What number of lines in the material contain the word "Iterator"? Give that number alone.

------ Given data

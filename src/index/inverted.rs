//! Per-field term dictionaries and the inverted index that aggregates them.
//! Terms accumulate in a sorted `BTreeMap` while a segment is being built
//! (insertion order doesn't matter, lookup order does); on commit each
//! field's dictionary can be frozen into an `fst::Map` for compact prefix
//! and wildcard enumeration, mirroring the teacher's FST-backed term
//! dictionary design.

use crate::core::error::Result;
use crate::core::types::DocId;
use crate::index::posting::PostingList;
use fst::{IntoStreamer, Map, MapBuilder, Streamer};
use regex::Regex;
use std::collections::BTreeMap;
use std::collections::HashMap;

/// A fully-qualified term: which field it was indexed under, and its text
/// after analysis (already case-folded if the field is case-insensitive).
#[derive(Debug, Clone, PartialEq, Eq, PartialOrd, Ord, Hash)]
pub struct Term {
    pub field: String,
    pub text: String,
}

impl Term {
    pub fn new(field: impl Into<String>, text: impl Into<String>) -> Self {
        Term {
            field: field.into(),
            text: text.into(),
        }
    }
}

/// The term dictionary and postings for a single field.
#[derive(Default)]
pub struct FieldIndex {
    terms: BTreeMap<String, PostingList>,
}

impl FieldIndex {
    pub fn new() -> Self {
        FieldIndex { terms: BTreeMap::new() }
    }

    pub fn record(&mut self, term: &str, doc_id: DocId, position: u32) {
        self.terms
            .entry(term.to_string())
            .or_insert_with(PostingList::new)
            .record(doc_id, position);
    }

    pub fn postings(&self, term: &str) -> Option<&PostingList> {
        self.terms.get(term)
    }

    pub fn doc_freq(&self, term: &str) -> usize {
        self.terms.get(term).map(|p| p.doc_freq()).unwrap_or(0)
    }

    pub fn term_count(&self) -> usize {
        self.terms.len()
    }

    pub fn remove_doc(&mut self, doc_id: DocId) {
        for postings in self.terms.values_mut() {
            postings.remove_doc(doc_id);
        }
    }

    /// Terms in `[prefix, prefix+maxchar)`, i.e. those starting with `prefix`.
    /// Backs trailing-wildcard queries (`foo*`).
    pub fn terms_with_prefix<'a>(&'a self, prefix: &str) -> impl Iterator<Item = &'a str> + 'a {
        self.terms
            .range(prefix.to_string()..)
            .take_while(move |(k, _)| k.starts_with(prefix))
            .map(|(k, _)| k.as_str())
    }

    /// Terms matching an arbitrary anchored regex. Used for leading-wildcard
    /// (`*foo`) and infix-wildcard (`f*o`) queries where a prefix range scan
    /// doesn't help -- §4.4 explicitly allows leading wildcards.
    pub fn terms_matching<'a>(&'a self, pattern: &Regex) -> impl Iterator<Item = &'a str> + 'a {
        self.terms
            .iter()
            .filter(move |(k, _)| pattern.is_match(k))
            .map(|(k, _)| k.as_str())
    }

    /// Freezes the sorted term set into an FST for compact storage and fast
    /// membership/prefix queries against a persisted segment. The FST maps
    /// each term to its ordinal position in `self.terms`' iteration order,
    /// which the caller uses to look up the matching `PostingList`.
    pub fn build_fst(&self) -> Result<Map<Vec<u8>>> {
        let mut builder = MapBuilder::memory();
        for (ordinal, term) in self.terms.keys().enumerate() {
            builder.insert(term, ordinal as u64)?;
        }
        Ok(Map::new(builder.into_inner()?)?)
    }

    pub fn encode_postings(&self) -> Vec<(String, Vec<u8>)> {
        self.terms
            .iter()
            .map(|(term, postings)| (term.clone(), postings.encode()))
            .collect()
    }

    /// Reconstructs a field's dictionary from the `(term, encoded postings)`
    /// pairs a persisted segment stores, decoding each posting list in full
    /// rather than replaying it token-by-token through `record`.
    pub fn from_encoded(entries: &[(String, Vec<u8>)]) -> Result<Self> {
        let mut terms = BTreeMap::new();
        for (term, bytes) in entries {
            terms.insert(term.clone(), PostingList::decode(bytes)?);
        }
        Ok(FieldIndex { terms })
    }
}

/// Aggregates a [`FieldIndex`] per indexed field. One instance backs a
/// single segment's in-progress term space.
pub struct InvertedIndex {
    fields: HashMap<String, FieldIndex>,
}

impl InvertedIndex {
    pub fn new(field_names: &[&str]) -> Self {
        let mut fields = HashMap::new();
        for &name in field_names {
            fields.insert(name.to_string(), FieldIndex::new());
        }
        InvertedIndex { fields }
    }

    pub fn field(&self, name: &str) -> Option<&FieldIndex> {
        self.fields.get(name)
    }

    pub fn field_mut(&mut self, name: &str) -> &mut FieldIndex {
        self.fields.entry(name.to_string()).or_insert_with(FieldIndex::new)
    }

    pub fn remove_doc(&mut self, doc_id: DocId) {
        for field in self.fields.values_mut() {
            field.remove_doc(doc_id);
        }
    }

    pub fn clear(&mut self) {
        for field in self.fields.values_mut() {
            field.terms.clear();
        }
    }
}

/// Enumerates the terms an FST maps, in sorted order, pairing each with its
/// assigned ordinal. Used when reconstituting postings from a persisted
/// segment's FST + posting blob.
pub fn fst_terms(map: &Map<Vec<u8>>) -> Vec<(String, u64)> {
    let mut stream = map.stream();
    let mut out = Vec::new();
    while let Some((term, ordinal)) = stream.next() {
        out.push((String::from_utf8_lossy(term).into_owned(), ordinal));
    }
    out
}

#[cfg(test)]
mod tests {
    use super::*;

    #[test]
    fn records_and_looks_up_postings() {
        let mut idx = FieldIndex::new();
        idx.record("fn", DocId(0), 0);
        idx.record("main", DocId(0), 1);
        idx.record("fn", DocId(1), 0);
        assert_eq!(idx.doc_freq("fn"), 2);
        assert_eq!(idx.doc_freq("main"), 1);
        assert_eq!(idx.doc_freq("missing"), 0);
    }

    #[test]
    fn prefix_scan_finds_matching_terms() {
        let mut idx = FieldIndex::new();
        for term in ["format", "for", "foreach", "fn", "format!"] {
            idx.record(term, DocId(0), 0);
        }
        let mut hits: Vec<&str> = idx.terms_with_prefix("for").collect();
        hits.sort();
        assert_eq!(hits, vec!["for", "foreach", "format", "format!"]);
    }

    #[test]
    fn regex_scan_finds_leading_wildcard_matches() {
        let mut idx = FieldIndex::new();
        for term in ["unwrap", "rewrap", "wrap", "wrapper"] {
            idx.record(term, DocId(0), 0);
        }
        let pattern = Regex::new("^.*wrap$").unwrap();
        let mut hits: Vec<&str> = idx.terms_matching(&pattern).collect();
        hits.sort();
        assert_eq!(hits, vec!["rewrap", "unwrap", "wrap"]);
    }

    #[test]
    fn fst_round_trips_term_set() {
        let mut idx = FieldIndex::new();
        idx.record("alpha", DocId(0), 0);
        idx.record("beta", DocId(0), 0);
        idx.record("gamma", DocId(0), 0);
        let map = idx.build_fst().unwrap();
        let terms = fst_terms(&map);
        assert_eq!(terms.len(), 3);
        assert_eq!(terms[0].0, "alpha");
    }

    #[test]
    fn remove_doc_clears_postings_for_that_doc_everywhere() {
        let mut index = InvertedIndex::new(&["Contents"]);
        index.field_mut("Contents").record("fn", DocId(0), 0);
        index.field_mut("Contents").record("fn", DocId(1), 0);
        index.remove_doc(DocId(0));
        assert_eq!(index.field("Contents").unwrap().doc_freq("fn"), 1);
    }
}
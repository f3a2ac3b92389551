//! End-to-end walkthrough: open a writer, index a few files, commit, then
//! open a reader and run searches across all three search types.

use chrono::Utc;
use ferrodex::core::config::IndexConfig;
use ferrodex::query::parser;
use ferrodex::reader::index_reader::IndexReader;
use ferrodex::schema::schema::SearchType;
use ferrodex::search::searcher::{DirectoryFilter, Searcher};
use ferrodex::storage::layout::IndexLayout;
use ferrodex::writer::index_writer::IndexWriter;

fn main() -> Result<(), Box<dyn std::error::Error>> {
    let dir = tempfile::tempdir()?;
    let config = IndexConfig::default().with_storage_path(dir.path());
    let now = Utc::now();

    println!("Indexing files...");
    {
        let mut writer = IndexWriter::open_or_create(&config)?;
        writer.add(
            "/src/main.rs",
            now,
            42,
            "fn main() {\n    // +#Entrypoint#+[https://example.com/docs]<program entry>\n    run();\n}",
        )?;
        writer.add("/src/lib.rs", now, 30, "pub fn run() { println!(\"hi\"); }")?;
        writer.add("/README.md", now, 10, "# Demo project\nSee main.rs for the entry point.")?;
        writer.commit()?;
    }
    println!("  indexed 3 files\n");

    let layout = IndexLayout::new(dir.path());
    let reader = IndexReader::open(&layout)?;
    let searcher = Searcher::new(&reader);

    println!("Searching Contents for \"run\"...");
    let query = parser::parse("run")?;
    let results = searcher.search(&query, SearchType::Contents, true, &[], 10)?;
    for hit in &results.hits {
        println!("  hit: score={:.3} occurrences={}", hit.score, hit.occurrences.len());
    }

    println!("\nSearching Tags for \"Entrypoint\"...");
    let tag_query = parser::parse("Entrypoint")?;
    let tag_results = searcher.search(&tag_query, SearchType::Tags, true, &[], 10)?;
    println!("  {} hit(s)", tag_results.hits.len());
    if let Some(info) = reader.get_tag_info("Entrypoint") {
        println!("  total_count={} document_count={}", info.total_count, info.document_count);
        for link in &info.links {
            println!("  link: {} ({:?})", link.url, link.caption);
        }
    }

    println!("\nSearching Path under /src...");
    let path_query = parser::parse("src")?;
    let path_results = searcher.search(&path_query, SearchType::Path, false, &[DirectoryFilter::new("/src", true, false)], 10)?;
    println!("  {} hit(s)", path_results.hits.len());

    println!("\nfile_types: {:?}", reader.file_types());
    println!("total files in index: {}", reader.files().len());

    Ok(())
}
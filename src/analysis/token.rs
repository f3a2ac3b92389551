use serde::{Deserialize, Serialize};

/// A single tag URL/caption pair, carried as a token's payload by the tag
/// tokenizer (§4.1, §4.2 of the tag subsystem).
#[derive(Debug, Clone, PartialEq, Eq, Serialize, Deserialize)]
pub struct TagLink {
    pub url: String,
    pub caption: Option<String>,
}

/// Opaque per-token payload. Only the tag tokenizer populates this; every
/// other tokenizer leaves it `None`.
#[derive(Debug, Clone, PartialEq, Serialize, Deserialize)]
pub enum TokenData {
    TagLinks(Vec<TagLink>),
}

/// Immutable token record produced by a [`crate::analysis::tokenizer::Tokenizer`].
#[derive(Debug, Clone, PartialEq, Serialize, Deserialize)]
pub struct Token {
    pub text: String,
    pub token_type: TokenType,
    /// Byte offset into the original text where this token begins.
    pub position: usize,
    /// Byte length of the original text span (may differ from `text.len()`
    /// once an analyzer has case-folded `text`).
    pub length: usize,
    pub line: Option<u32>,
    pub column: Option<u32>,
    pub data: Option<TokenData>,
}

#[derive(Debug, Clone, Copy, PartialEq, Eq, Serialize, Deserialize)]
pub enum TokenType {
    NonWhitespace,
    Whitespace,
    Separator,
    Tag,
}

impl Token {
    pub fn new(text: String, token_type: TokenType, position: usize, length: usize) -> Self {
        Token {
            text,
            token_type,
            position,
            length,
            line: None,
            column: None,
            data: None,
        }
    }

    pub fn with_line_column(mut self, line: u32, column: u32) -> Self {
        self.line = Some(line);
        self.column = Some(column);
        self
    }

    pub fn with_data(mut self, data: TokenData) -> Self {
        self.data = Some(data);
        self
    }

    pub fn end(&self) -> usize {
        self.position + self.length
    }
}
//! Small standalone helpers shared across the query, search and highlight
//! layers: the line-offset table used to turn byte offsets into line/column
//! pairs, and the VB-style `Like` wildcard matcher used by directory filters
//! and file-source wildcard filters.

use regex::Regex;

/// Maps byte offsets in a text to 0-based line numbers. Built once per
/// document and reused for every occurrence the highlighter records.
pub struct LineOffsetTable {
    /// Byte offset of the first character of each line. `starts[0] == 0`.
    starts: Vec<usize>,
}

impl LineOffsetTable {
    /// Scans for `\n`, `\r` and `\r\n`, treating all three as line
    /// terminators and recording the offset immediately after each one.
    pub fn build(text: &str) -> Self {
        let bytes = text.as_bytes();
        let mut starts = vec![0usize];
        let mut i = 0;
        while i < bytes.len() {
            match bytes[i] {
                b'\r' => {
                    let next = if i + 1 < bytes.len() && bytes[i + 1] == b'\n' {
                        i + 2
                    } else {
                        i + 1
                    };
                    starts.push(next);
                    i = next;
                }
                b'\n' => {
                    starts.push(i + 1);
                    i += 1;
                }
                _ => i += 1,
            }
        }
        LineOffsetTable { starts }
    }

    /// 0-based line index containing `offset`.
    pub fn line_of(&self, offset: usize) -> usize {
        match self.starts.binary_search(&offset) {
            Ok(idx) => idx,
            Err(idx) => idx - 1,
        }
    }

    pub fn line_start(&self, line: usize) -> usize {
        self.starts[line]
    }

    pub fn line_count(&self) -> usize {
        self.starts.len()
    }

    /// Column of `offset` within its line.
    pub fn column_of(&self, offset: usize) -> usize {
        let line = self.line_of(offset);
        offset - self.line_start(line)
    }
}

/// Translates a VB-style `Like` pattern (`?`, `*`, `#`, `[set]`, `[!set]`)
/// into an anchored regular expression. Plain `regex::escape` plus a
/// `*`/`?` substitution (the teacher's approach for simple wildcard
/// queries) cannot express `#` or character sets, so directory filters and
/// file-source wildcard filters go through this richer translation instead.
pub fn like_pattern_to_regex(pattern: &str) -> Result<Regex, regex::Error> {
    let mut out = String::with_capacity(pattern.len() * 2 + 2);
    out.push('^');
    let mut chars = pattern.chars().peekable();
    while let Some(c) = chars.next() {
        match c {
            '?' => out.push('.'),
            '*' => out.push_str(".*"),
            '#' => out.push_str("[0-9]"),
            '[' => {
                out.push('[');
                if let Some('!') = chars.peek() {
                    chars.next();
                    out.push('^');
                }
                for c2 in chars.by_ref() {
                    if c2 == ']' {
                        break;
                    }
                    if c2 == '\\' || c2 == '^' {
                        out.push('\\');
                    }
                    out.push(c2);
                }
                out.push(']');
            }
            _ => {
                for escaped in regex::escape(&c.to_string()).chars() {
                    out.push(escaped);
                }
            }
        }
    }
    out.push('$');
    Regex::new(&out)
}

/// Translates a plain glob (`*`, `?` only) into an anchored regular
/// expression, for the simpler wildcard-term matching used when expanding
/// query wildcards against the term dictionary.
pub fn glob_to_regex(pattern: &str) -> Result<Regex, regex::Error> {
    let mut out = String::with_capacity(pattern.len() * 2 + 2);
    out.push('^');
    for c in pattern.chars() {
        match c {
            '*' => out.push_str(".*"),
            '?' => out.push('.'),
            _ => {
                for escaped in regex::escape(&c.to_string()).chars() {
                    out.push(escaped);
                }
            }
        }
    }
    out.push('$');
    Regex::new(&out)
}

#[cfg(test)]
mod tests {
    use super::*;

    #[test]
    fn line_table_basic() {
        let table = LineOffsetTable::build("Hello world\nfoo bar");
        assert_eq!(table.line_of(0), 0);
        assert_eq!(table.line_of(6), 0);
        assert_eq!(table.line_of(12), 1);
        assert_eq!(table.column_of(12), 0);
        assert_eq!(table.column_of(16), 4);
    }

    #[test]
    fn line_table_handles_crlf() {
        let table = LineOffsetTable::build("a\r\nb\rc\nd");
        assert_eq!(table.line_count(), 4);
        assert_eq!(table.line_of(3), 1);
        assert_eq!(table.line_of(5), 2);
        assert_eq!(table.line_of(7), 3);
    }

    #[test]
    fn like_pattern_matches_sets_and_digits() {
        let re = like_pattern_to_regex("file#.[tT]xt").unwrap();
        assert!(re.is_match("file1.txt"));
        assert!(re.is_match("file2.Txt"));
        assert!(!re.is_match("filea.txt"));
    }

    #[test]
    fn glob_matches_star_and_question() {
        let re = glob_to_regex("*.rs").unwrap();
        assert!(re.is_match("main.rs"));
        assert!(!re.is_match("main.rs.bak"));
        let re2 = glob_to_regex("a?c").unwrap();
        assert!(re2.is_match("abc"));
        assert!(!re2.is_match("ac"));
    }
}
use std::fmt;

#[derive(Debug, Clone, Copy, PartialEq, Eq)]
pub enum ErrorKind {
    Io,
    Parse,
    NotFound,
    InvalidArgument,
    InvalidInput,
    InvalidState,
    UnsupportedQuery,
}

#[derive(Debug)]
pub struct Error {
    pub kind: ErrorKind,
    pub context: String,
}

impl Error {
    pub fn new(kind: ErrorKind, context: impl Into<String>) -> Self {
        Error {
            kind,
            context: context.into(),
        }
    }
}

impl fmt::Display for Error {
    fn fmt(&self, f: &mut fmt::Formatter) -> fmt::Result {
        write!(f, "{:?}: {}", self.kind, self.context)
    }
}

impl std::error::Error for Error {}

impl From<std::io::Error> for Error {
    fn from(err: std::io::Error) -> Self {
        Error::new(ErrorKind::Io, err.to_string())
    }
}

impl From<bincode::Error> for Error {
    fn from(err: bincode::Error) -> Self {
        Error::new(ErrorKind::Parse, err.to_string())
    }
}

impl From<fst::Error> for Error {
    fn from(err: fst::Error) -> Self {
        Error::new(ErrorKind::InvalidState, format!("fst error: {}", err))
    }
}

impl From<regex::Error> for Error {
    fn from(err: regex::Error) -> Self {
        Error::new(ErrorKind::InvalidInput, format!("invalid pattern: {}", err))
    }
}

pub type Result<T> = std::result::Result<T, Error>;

------------

■ Exercise solution: 2